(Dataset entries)
>>>>

use super::*;
use crate::message::{Season, TimeOfDay};
use crate::storage::{MessageCache, Storage};

fn parse(args: &[&str]) -> Cli {
    Cli::try_parse_from(std::iter::once("daily-start").chain(args.iter().copied())).unwrap()
}

fn memory_state() -> AppState {
    let storage = Storage::in_memory();
    let cache = MessageCache::new(storage.clone(), None);
    AppState::new(Config::default(), storage, cache)
}

#[test]
fn test_no_subcommand_means_show() {
    let cli = parse(&[]);
    assert!(cli.command.is_none());
}

#[test]
fn test_react_parses_kind() {
    let cli = parse(&["react", "love", "--id", "42"]);
    match cli.command {
        Some(Commands::React { kind, id, undo }) => {
            assert_eq!(kind, ReactionKind::Heart);
            assert_eq!(id.as_deref(), Some("42"));
            assert!(!undo);
        }
        _ => panic!("expected react"),
    }
}

#[test]
fn test_react_rejects_unknown_kind() {
    assert!(Cli::try_parse_from(["daily-start", "react", "meh"]).is_err());
}

#[test]
fn test_goal_period_default_and_alias() {
    match parse(&["goals", "add", "Run 5k"]).command {
        Some(Commands::Goals {
            cmd: GoalCommands::Add { period, .. },
        }) => assert_eq!(period, GoalPeriod::Weekly),
        _ => panic!("expected goals add"),
    }
    match parse(&["goals", "list", "--period", "month"]).command {
        Some(Commands::Goals {
            cmd: GoalCommands::List { period },
        }) => assert_eq!(period, Some(GoalPeriod::Monthly)),
        _ => panic!("expected goals list"),
    }
}

#[test]
fn test_journal_mood_parses() {
    match parse(&["journal", "write", "Slept well", "--mood", "ok"]).command {
        Some(Commands::Journal {
            cmd: JournalCommands::Write { text, mood, date },
        }) => {
            assert_eq!(text.as_deref(), Some("Slept well"));
            assert_eq!(mood, Some(Mood::Okay));
            assert!(date.is_none());
        }
        _ => panic!("expected journal write"),
    }
}

#[test]
fn test_global_config_flag() {
    let cli = parse(&["streak", "--config", "/tmp/ds.json"]);
    assert_eq!(cli.config, Some(PathBuf::from("/tmp/ds.json")));
}

#[test]
fn test_parse_date() {
    assert_eq!(
        parse_date(Some("2024-02-29")).unwrap(),
        NaiveDate::from_ymd_opt(2024, 2, 29).unwrap()
    );
    assert_eq!(parse_date(None).unwrap(), today());
    let err = parse_date(Some("29/02/2024")).unwrap_err();
    assert!(err.is_user_facing());
}

#[test]
fn test_format_message() {
    let message = Message::new(7, "Keep going", "Someone", "grit")
        .with_time_of_day(TimeOfDay::Morning)
        .with_season(Season::All);
    assert_eq!(
        format_message(&message),
        "\"Keep going\"\n  - Someone\n  [grit, morning, all] id 7"
    );
}

#[test]
fn test_target_message_by_id_and_default() {
    let mut state = memory_state();
    assert!(target_message(&state, None).is_err());

    state.messages = vec![Message::new(3, "Three", "a", "hope")];
    assert_eq!(target_message(&state, Some("3")).unwrap().text, "Three");
    assert!(target_message(&state, Some("4")).is_err());

    let shown = state.messages[0].clone();
    state.record_view(&shown, today());
    assert_eq!(target_message(&state, None).unwrap().id, MessageId::from(3));
}

#[test]
fn test_init_writes_default_config_once() {
    let dir = tempfile::tempdir().unwrap();
    let path = dir.path().join("config.json");
    init(Some(&path), false).unwrap();
    assert!(path.exists());

    std::fs::write(&path, "{\"storage\": {\"historyLimit\": 5}}").unwrap();
    init(Some(&path), false).unwrap();
    assert!(std::fs::read_to_string(&path).unwrap().contains("historyLimit\": 5"));

    init(Some(&path), true).unwrap();
    assert_eq!(load_config(Some(&path)).unwrap().storage.history_limit, 100);
}

#[test]
fn test_export_and_import_parse() {
    match parse(&["export", "-o", "backup.json"]).command {
        Some(Commands::Export { out }) => assert_eq!(out, Some(PathBuf::from("backup.json"))),
        _ => panic!("expected export"),
    }
    match parse(&["import", "more.json"]).command {
        Some(Commands::Import { file }) => assert_eq!(file, PathBuf::from("more.json")),
        _ => panic!("expected import"),
    }
}

#[test]
fn test_export_writes_saved_data() {
    let mut state = memory_state();
    let shown = Message::new(3, "Three", "a", "hope");
    state.favorites.add(&shown);
    state.record_view(&shown, today());

    let dir = tempfile::tempdir().unwrap();
    let out = dir.path().join("backup.json");
    subcommands::export_command(&state, Some(&out)).unwrap();

    let written: serde_json::Value =
        serde_json::from_str(&std::fs::read_to_string(&out).unwrap()).unwrap();
    assert_eq!(written["stats"]["favorites"], 1);
    assert_eq!(written["stats"]["totalViewed"], 1);
    assert_eq!(written["data"]["favorites"][0]["message"]["text"], "Three");
    assert_eq!(written["version"], crate::VERSION);
}

#[test]
fn test_import_adds_community_messages() {
    let mut state = memory_state();
    let dir = tempfile::tempdir().unwrap();
    let file = dir.path().join("more.json");
    std::fs::write(
        &file,
        r#"[{"text": "Imported words.", "author": "Z", "category": "hope"}]"#,
    )
    .unwrap();

    subcommands::import_command(&mut state, &file).unwrap();
    assert_eq!(state.submissions.community().len(), 1);
    assert_eq!(state.submissions.community()[0].text, "Imported words.");

    assert!(subcommands::import_command(&mut state, &dir.path().join("missing.json")).is_err());
}

#[tokio::test]
async fn test_react_twice_counts_once() {
    let mut state = memory_state();
    state.messages = vec![Message::new(3, "Three", "a", "hope")];
    let id = MessageId::from(3);

    subcommands::react_command(&mut state, ReactionKind::Fire, Some("3"), false)
        .await
        .unwrap();
    assert!(state.reactions.has_reacted(&id, ReactionKind::Fire));
    subcommands::react_command(&mut state, ReactionKind::Fire, Some("3"), false)
        .await
        .unwrap();
    assert_eq!(state.reactions.counts(&id).fire, 1);

    subcommands::react_command(&mut state, ReactionKind::Fire, Some("3"), true)
        .await
        .unwrap();
    assert_eq!(state.reactions.counts(&id).fire, 0);
}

<<<<

*BRIEF*
Please transcribe all of the records, keeping every line exactly as it is.

*WRITTEN ANSWER*
use super::*;
use crate::message::{Season, TimeOfDay};
use crate::storage::{MessageCache, Storage};

fn parse(args: &[&str]) -> Cli {
    Cli::try_parse_from(std::iter::once("daily-start").chain(args.iter().copied())).unwrap()
}

fn memory_state() -> AppState {
    let storage = Storage::in_memory();
    let cache = MessageCache::new(storage.clone(), None);
    AppState::new(Config::default(), storage, cache)
}

#[test]
fn test_no_subcommand_means_show() {
    let cli = parse(&[]);
    assert!(cli.command.is_none());
}

#[test]
fn test_react_parses_kind() {
    let cli = parse(&["react", "love", "--id", "42"]);
    match cli.command {
        Some(Commands::React { kind, id, undo }) => {
            assert_eq!(kind, ReactionKind::Heart);
            assert_eq!(id.as_deref(), Some("42"));
            assert!(!undo);
        }
        _ => panic!("expected react"),
    }
}

#[test]
fn test_react_rejects_unknown_kind() {
    assert!(Cli::try_parse_from(["daily-start", "react", "meh"]).is_err());
}

#[test]
fn test_goal_period_default_and_alias() {
    match parse(&["goals", "add", "Run 5k"]).command {
        Some(Commands::Goals {
            cmd: GoalCommands::Add { period, .. },
        }) => assert_eq!(period, GoalPeriod::Weekly),
        _ => panic!("expected goals add"),
    }
    match parse(&["goals", "list", "--period", "month"]).command {
        Some(Commands::Goals {
            cmd: GoalCommands::List { period },
        }) => assert_eq!(period, Some(GoalPeriod::Monthly)),
        _ => panic!("expected goals list"),
    }
}

#[test]
fn test_journal_mood_parses() {
    match parse(&["journal", "write", "Slept well", "--mood", "ok"]).command {
        Some(Commands::Journal {
            cmd: JournalCommands::Write { text, mood, date },
        }) => {
            assert_eq!(text.as_deref(), Some("Slept well"));
            assert_eq!(mood, Some(Mood::Okay));
            assert!(date.is_none());
        }
        _ => panic!("expected journal write"),
    }
}

#[test]
fn test_global_config_flag() {
    let cli = parse(&["streak", "--config", "/tmp/ds.json"]);
    assert_eq!(cli.config, Some(PathBuf::from("/tmp/ds.json")));
}

#[test]
fn test_parse_date() {
    assert_eq!(
        parse_date(Some("2024-02-29")).unwrap(),
        NaiveDate::from_ymd_opt(2024, 2, 29).unwrap()
    );
    assert_eq!(parse_date(None).unwrap(), today());
    let err = parse_date(Some("29/02/2024")).unwrap_err();
    assert!(err.is_user_facing());
}

#[test]
fn test_format_message() {
    let message = Message::new(7, "Keep going", "Someone", "grit")
        .with_time_of_day(TimeOfDay::Morning)
        .with_season(Season::All);
    assert_eq!(
        format_message(&message),
        "\"Keep going\"\n  - Someone\n  [grit, morning, all] id 7"
    );
}

#[test]
fn test_target_message_by_id_and_default() {
    let mut state = memory_state();
    assert!(target_message(&state, None).is_err());

    state.messages = vec![Message::new(3, "Three", "a", "hope")];
    assert_eq!(target_message(&state, Some("3")).unwrap().text, "Three");
    assert!(target_message(&state, Some("4")).is_err());

    let shown = state.messages[0].clone();
    state.record_view(&shown, today());
    assert_eq!(target_message(&state, None).unwrap().id, MessageId::from(3));
}

#[test]
fn test_init_writes_default_config_once() {
    let dir = tempfile::tempdir().unwrap();
    let path = dir.path().join("config.json");
    init(Some(&path), false).unwrap();
    assert!(path.exists());

    std::fs::write(&path, "{\"storage\": {\"historyLimit\": 5}}").unwrap();
    init(Some(&path), false).unwrap();
    assert!(std::fs::read_to_string(&path).unwrap().contains("historyLimit\": 5"));

    init(Some(&path), true).unwrap();
    assert_eq!(load_config(Some(&path)).unwrap().storage.history_limit, 100);
}

#[test]
fn test_export_and_import_parse() {
    match parse(&["export", "-o", "backup.json"]).command {
        Some(Commands::Export { out }) => assert_eq!(out, Some(PathBuf::from("backup.json"))),
        _ => panic!("expected export"),
    }
    match parse(&["import", "more.json"]).command {
        Some(Commands::Import { file }) => assert_eq!(file, PathBuf::from("more.json")),
        _ => panic!("expected import"),
    }
}

#[test]
fn test_export_writes_saved_data() {
    let mut state = memory_state();
    let shown = Message::new(3, "Three", "a", "hope");
    state.favorites.add(&shown);
    state.record_view(&shown, today());

    let dir = tempfile::tempdir().unwrap();
    let out = dir.path().join("backup.json");
    subcommands::export_command(&state, Some(&out)).unwrap();

    let written: serde_json::Value =
        serde_json::from_str(&std::fs::read_to_string(&out).unwrap()).unwrap();
    assert_eq!(written["stats"]["favorites"], 1);
    assert_eq!(written["stats"]["totalViewed"], 1);
    assert_eq!(written["data"]["favorites"][0]["message"]["text"], "Three");
    assert_eq!(written["version"], crate::VERSION);
}

#[test]
fn test_import_adds_community_messages() {
    let mut state = memory_state();
    let dir = tempfile::tempdir().unwrap();
    let file = dir.path().join("more.json");
    std::fs::write(
        &file,
        r#"[{"text": "Imported words.", "author": "Z", "category": "hope"}]"#,
    )
    .unwrap();

    subcommands::import_command(&mut state, &file).unwrap();
    assert_eq!(state.submissions.community().len(), 1);
    assert_eq!(state.submissions.community()[0].text, "Imported words.");

    assert!(subcommands::import_command(&mut state, &dir.path().join("missing.json")).is_err());
}

#[tokio::test]
async fn test_react_twice_counts_once() {
    let mut state = memory_state();
    state.messages = vec![Message::new(3, "Three", "a", "hope")];
    let id = MessageId::from(3);

    subcommands::react_command(&mut state, ReactionKind::Fire, Some("3"), false)
        .await
        .unwrap();
    assert!(state.reactions.has_reacted(&id, ReactionKind::Fire));
    subcommands::react_command(&mut state, ReactionKind::Fire, Some("3"), false)
        .await
        .unwrap();
    assert_eq!(state.reactions.counts(&id).fire, 1);

    subcommands::react_command(&mut state, ReactionKind::Fire, Some("3"), true)
        .await
        .unwrap();
    assert_eq!(state.reactions.counts(&id).fire, 0);
}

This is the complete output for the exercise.